[What needs to be done]: The required output is the lines below from the line containing "Uniform mesh scale" to the line containing "spin phase, degrees in [0, 360)", inclusive, retyped exactly. No other lines belong in it.

(Saved data entries)
____________
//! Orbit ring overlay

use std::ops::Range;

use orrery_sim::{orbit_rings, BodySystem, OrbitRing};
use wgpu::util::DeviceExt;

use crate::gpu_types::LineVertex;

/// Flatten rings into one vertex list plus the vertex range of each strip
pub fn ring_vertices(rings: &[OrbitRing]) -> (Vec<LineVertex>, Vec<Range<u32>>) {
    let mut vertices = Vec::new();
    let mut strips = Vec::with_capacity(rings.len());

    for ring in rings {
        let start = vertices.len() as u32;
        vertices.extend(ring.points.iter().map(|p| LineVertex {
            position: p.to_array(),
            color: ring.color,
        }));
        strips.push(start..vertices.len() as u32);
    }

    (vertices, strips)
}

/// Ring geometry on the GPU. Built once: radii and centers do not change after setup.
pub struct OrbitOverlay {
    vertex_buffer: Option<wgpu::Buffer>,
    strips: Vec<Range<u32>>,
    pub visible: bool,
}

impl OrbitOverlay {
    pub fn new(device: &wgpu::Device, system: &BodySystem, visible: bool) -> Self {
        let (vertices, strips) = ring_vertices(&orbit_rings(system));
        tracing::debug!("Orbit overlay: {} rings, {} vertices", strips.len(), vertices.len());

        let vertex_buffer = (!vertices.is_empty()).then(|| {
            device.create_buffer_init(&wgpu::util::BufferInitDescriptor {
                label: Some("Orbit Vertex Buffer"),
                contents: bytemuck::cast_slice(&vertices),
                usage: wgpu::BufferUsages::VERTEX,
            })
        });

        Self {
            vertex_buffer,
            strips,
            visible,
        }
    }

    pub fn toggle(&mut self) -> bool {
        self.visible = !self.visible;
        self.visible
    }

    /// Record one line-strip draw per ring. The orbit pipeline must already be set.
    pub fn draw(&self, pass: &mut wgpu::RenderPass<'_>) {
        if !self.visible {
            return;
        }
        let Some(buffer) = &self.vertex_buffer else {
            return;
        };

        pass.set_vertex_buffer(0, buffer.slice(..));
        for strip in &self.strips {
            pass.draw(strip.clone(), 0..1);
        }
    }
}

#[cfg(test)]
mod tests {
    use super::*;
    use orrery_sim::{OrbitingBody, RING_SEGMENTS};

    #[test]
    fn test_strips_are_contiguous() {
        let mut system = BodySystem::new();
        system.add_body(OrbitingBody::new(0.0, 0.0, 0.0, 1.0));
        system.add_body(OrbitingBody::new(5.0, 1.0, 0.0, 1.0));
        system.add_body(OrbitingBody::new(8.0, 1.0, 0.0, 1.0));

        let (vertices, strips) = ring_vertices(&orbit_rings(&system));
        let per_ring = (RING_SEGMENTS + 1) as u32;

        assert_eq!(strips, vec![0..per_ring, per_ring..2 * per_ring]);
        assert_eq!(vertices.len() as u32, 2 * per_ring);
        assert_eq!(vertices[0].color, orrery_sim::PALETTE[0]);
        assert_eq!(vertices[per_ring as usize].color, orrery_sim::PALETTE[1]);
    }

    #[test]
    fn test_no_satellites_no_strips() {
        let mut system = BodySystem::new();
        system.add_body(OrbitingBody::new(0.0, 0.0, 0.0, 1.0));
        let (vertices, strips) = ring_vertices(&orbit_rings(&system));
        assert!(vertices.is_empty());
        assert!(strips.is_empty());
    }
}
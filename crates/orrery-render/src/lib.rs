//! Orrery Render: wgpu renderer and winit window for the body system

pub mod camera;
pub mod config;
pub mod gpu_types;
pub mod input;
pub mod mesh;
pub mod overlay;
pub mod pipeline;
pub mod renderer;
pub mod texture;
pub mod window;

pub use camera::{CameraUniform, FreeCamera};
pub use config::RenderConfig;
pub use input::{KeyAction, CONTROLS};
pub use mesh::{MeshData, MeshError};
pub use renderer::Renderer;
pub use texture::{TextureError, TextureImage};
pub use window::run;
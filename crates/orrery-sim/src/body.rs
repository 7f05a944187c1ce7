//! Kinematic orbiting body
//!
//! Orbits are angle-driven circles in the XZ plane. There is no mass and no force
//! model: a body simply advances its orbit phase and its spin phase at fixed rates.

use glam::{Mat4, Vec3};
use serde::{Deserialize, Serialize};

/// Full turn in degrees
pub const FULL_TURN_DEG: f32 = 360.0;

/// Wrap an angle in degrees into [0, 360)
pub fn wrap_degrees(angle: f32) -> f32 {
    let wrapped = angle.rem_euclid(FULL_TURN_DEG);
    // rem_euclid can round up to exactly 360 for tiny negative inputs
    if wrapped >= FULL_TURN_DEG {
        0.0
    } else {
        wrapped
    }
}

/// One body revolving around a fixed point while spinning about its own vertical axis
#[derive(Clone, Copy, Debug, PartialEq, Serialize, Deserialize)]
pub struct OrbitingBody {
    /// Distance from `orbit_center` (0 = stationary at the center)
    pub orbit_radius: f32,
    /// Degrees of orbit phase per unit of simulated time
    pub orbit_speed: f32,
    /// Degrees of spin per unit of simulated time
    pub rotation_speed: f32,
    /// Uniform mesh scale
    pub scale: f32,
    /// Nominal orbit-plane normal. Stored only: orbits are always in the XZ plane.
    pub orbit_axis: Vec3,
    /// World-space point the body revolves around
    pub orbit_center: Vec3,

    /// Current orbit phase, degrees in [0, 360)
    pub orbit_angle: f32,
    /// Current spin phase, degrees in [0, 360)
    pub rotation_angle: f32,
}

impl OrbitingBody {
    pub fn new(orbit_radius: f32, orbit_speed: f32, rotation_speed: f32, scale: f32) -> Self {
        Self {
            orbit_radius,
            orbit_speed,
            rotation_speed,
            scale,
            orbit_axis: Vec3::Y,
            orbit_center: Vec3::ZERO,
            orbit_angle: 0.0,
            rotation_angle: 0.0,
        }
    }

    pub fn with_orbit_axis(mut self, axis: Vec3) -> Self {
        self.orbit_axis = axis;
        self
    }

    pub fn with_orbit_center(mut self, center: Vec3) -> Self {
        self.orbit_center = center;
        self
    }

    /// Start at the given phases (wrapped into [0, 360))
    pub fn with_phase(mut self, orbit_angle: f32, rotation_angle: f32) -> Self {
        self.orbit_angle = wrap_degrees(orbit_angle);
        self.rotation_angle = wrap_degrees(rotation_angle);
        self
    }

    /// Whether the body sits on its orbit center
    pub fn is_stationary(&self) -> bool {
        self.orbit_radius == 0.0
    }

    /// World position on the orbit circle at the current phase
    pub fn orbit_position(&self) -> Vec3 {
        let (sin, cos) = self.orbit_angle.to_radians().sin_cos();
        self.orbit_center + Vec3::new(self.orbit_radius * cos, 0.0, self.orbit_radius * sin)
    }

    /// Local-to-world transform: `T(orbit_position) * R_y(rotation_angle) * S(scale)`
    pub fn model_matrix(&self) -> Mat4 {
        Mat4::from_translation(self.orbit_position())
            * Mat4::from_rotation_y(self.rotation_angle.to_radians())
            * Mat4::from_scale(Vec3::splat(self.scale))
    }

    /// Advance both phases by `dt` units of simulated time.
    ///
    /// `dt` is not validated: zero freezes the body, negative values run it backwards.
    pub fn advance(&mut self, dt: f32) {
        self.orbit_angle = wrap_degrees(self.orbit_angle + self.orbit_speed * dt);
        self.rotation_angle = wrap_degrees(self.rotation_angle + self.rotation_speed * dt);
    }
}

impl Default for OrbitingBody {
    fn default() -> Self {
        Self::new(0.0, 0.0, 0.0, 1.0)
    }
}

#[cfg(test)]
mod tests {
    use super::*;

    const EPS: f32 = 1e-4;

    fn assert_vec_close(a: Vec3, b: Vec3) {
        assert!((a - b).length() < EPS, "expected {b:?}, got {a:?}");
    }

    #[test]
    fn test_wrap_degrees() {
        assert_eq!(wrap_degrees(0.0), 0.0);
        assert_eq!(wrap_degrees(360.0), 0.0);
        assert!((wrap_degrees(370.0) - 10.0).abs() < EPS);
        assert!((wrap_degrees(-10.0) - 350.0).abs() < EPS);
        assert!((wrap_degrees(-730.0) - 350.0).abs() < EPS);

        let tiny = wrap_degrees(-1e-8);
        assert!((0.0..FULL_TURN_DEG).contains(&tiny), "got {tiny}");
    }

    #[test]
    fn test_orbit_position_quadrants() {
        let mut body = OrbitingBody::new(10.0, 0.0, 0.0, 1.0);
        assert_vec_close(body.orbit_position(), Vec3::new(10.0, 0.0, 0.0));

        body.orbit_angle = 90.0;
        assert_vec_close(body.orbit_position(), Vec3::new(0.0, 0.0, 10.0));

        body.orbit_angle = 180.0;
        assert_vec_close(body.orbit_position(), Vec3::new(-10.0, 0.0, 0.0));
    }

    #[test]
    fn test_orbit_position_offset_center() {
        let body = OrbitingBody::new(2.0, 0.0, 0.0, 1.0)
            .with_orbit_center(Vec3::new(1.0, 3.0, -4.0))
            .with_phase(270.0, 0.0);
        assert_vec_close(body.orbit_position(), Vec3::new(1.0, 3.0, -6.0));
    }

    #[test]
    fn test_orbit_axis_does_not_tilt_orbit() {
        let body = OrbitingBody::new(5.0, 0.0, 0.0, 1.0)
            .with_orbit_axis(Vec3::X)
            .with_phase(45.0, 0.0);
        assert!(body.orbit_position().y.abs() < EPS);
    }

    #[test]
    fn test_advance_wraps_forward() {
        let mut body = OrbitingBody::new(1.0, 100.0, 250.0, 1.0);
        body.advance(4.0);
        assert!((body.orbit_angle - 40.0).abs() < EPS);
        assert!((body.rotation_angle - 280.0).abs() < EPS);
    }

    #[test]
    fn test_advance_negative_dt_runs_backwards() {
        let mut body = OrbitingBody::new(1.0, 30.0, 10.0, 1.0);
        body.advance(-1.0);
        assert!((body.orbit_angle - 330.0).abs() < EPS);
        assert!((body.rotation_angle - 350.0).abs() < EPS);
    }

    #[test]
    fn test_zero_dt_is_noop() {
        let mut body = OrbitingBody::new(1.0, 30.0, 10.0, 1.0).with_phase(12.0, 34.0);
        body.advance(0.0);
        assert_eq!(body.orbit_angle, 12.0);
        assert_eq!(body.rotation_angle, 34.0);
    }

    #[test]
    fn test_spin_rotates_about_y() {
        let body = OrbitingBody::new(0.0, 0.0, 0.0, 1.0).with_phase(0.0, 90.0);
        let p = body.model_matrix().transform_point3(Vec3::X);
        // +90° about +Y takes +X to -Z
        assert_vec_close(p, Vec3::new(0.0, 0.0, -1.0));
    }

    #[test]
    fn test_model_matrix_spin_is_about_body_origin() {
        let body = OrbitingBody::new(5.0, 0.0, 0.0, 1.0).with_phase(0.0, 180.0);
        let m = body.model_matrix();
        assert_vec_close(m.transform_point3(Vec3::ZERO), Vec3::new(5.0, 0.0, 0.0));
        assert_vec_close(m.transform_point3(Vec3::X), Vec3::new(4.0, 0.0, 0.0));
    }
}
____________
[Task solution]:
    /// Uniform mesh scale
    pub scale: f32,
    /// Nominal orbit-plane normal. Stored only: orbits are always in the XZ plane.
    pub orbit_axis: Vec3,
    /// World-space point the body revolves around
    pub orbit_center: Vec3,

    /// Current orbit phase, degrees in [0, 360)
    pub orbit_angle: f32,
    /// Current spin phase, degrees in [0, 360)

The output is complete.